The solution prepared from the hydrocele fluid causes blood serum to coagulate; that prepared from the blood serum causes the hydrocele fluid to coagulate; and when mixed together the mixture of the two solutions coagulates; while the serum and hydrocele fluid from which the substances have been removed no longer have the power of exciting coagulation in each other or in like fluids. Here, then, are two materials; one, obtained in considerable quantity from serum after coagulation, is called paraglobulin (Schmidt) or serum globulin (Hammarsten); the other, occurring in serous fluids, is named fibrinogen. Both these substances are present in the dying plasma of the blood prior to coagulation. They can be obtained both together from the plasma if the plasma be treated with sodium chloride to saturation after either of the precautions already mentioned - viz., the application of cold, or the addition of neutral salt - has been taken to prevent the formation of fibrin. This precipitates a substance which readily dissolves if water be added to weaken the salt solution, and after some time the solution undergoes spontaneous coagulation, while the plasma from which it has been made has lost that power.
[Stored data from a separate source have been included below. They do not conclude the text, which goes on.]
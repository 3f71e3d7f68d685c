//! OpenTelemetry GenAI Semantic Convention values.
//!
//! Gateway spans carry `gen_ai.operation.name`, `gen_ai.provider.name` and
//! `gen_ai.request.model`, and are named `"{operation} {model}"` (e.g.,
//! `"chat gemini-1.5-flash"`).

/// Standard chat completion operation.
pub const OP_CHAT: &str = "chat";

/// Provider name for the Gemini gateway.
pub const PROVIDER_GEMINI: &str = "gemini";

/// Build a span name following the `"{operation} {model}"` convention.
pub fn span_name(operation: &str, model: &str) -> String {
    format!("{operation} {model}")
}

#[cfg(test)]
mod tests {
    use super::*;

    #[test]
    fn span_name_joins_operation_and_model() {
        assert_eq!(span_name(OP_CHAT, "gemini-1.5-flash"), "chat gemini-1.5-flash");
    }
}
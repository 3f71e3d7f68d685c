//! Conversation listing and transcript commands.

use comfy_table::{Cell, Color, ContentArrangement, Table, presets};
use console::style;
use parley_types::chat::{Message, MessageRole};
use uuid::Uuid;

use crate::state::AppState;

/// List a user's conversations.
pub async fn list_conversations(
    state: &AppState,
    user_id: Uuid,
    limit: i64,
    offset: i64,
    json: bool,
) -> anyhow::Result<()> {
    let conversations = state
        .chat_service
        .list_conversations(user_id, Some(limit), Some(offset))
        .await?;

    if json {
        println!("{}", serde_json::to_string_pretty(&conversations)?);
        return Ok(());
    }

    if conversations.is_empty() {
        println!();
        println!(
            "  No conversations. Start one with {}",
            style("parley send <message>").cyan()
        );
        println!();
        return Ok(());
    }

    let mut table = Table::new();
    table.load_preset(presets::UTF8_FULL_CONDENSED);
    table.set_content_arrangement(ContentArrangement::Dynamic);

    table.set_header(vec![
        Cell::new("ID").fg(Color::White),
        Cell::new("Title").fg(Color::White),
        Cell::new("Updated").fg(Color::White),
    ]);

    for conversation in &conversations {
        table.add_row(vec![
            Cell::new(conversation.id.to_string()).fg(Color::DarkGrey),
            Cell::new(&conversation.title).fg(Color::Cyan),
            Cell::new(conversation.updated_at.format("%Y-%m-%d %H:%M").to_string())
                .fg(Color::DarkGrey),
        ]);
    }

    println!();
    println!("{table}");
    println!();

    Ok(())
}

/// Print a conversation transcript in order.
pub async fn show_conversation(
    state: &AppState,
    user_id: Uuid,
    conversation_id: Uuid,
    json: bool,
) -> anyhow::Result<()> {
    let transcript = state
        .chat_service
        .get_transcript(user_id, conversation_id)
        .await?;

    if json {
        println!("{}", serde_json::to_string_pretty(&transcript)?);
        return Ok(());
    }

    println!();
    println!("  {}", style(&transcript.conversation.title).bold());
    println!(
        "  {}",
        style(format!(
            "{} · {} messages",
            transcript.conversation.id,
            transcript.messages.len()
        ))
        .dim()
    );
    println!();

    for message in &transcript.messages {
        print_message(message);
    }

    Ok(())
}

/// One transcript entry with role, id and edit marker.
pub(crate) fn print_message(message: &Message) {
    let speaker = match message.role {
        MessageRole::User => style("you").green().bold(),
        MessageRole::Assistant => style("ai").magenta().bold(),
    };
    let edited = if message.is_edited {
        format!(" (edited, v{})", message.version_number)
    } else {
        String::new()
    };

    println!(
        "  {} {}{}",
        speaker,
        style(message.id).dim(),
        style(edited).yellow()
    );
    for line in message.content.lines() {
        println!("    {line}");
    }
    println!();
}
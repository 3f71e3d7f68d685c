//! Per-conversation write serialization.
//!
//! Every operation that reads an order index or a version number and then
//! writes based on it holds the conversation's lock for the whole
//! read-modify-write, including the gateway call. Locks for different
//! conversations are independent.
//!
//! Entries live only while someone holds or waits on them: the last guard
//! to go removes its conversation from the registry.

use std::sync::Arc;

use dashmap::DashMap;
use tokio::sync::{Mutex, OwnedMutexGuard};
use uuid::Uuid;

type Registry = DashMap<Uuid, Arc<Mutex<()>>>;

/// Registry of async mutexes keyed by conversation id.
#[derive(Clone, Default)]
pub struct ConversationLocks {
    locks: Arc<Registry>,
}

impl ConversationLocks {
    pub fn new() -> Self {
        Self::default()
    }

    /// Wait for exclusive access to `conversation_id`.
    ///
    /// The returned guard releases the lock on drop.
    pub async fn acquire(&self, conversation_id: Uuid) -> ConversationGuard {
        // Clone the Arc out so the map shard is not held across the await.
        let lock = self
            .locks
            .entry(conversation_id)
            .or_insert_with(|| Arc::new(Mutex::new(())))
            .clone();

        // Built before the await so a cancelled waiter still cleans up.
        let mut guard = ConversationGuard {
            conversation_id,
            registry: Arc::clone(&self.locks),
            held: None,
        };
        guard.held = Some(lock.lock_owned().await);
        guard
    }

    /// Number of conversations currently locked or waited on.
    pub fn len(&self) -> usize {
        self.locks.len()
    }

    pub fn is_empty(&self) -> bool {
        self.locks.is_empty()
    }
}

/// Exclusive access to one conversation.
pub struct ConversationGuard {
    conversation_id: Uuid,
    registry: Arc<Registry>,
    held: Option<OwnedMutexGuard<()>>,
}

impl Drop for ConversationGuard {
    fn drop(&mut self) {
        // Release first so our own reference no longer counts.
        self.held.take();
        self.registry
            .remove_if(&self.conversation_id, |_, lock| Arc::strong_count(lock) == 1);
    }
}

impl std::fmt::Debug for ConversationGuard {
    fn fmt(&self, f: &mut std::fmt::Formatter<'_>) -> std::fmt::Result {
        f.debug_struct("ConversationGuard")
            .field("conversation_id", &self.conversation_id)
            .field("held", &self.held.is_some())
            .finish()
    }
}

impl std::fmt::Debug for ConversationLocks {
    fn fmt(&self, f: &mut std::fmt::Formatter<'_>) -> std::fmt::Result {
        f.debug_struct("ConversationLocks")
            .field("tracked", &self.locks.len())
            .finish()
    }
}
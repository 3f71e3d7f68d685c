//! AiGateway trait definition.
//!
//! The single seam between the conversation core and a generative-text
//! provider. Implementations live in parley-infra (e.g., `GeminiGateway`);
//! tests substitute scripted fakes.

use parley_types::gateway::{GatewayError, Turn};

/// Trait for generative-text backends.
///
/// Uses native async fn in traits (RPITIT, Rust 2024 edition).
pub trait AiGateway: Send + Sync {
    /// Human-readable provider name (e.g., "gemini").
    fn name(&self) -> &str;

    /// Model identifier requests are sent to.
    fn model(&self) -> &str;

    /// Generate a full-text reply.
    ///
    /// `prior_turns` is the ordered conversation context, oldest first, and
    /// never contains `prompt` itself.
    fn generate(
        &self,
        prior_turns: &[Turn],
        prompt: &str,
    ) -> impl std::future::Future<Output = Result<String, GatewayError>> + Send;
}
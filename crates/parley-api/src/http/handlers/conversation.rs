//! Conversation HTTP handlers.
//!
//! Endpoints:
//! - GET /api/v1/conversations      - List the caller's conversations
//! - GET /api/v1/conversations/{id} - Conversation with its full transcript

use std::time::Instant;

use axum::Json;
use axum::extract::{Path, Query, State};
use parley_types::chat::{Conversation, Transcript};
use uuid::Uuid;

use super::parse_uuid;
use crate::http::error::AppError;
use crate::http::extractors::auth::Authenticated;
use crate::http::extractors::query::PageQuery;
use crate::http::response::ApiResponse;
use crate::state::AppState;

/// GET /api/v1/conversations - Most recently updated first.
pub async fn list_conversations(
    State(state): State<AppState>,
    auth: Authenticated,
    Query(query): Query<PageQuery>,
) -> Result<Json<ApiResponse<Vec<Conversation>>>, AppError> {
    let start = Instant::now();
    let request_id = Uuid::now_v7().to_string();

    if query.limit < 0 || query.offset < 0 {
        return Err(AppError::Validation(
            "limit and offset must not be negative".to_string(),
        ));
    }

    let conversations = state
        .chat_service
        .list_conversations(auth.user_id, Some(query.limit), Some(query.offset))
        .await?;

    let elapsed = start.elapsed().as_millis() as u64;
    Ok(Json(
        ApiResponse::success(conversations, request_id, elapsed)
            .with_link("self", "/api/v1/conversations"),
    ))
}

/// GET /api/v1/conversations/{id}
pub async fn get_conversation(
    State(state): State<AppState>,
    auth: Authenticated,
    Path(id): Path<String>,
) -> Result<Json<ApiResponse<Transcript>>, AppError> {
    let start = Instant::now();
    let request_id = Uuid::now_v7().to_string();

    let conversation_id = parse_uuid(&id)?;
    let transcript = state
        .chat_service
        .get_transcript(auth.user_id, conversation_id)
        .await?;

    let elapsed = start.elapsed().as_millis() as u64;
    Ok(Json(
        ApiResponse::success(transcript, request_id, elapsed)
            .with_link("self", &format!("/api/v1/conversations/{conversation_id}")),
    ))
}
This plasmin (Denis) no doubt is made up of different globulins, chiefly serum globulin, and fibrinogen, and contains in itself ail the necessary "factors" of fibrin formation, but is not at all identical with fibrin, since it readily dissolves in weak saline solutions, like the class of proteids called globulins, while fibrin is quite insoluble in such solutions.

In plasma removed from its normal relationships, both serum globulin and fibrinogen exist; but the former in far greater quantity than the latter, since the serum, after the blood clot is formed, contains no more fibrinogen, while the serum globulin makes up nearly half the remaining solids.

In preparing fibrinogen and serum globulin Schmidt found that the more carefully he operated, the weaker and more uncertain their action as fibrin factors became; and, finally, he made solutions which, when added together, did not produce coagulation, but which, when added to less pure solutions, gave good, firm clots. From this he suspected that a third agent which acted as a ferment was necessary to put into operation the fibrin-producing properties of the other two factors. He further succeeded in preparing the third agent, to which he gave the name of fibrin ferment. By treating serum with strong alcohol the proteids are precipitated; the ferment is carried down with them, and extracted with water. This extract, added to the mixture of the pure fibrin factors, which previously did not clot, caused rapid coagulation, but not when added to either of them singly.

This material is influenced by those circumstances which affect the activity of ferments in general: it has a minimum, o° C, optimum, 380 C, and maximum, 8o° C, temperature of activity, with various gradations of rapidity of action between each, and is destroyed if heated above 80 C. An active solution having the properties of the ferment can be extracted from whipped fibrin preserved in alcohol by an 8 per cent, solution of common salt (Gamgee).

Hammarsten thinks that the serum globulin is not indispensable to the formation of fibrin, because (1) a solution of fibrinogen may be made to coagulate without its presence; (2) the fibrinoplastic property of serum globulin is shared by casein and calcic chloride; (3) and is absent from pure serum globulin, (4) such as is present in hydrocele fluid which does not coagulate on the addition of fibrin ferment.

The source of fibrin is still a question of much difficulty, and will be further discussed with the question of blood coagulation within and without the vessels, after the morphological elements have been described.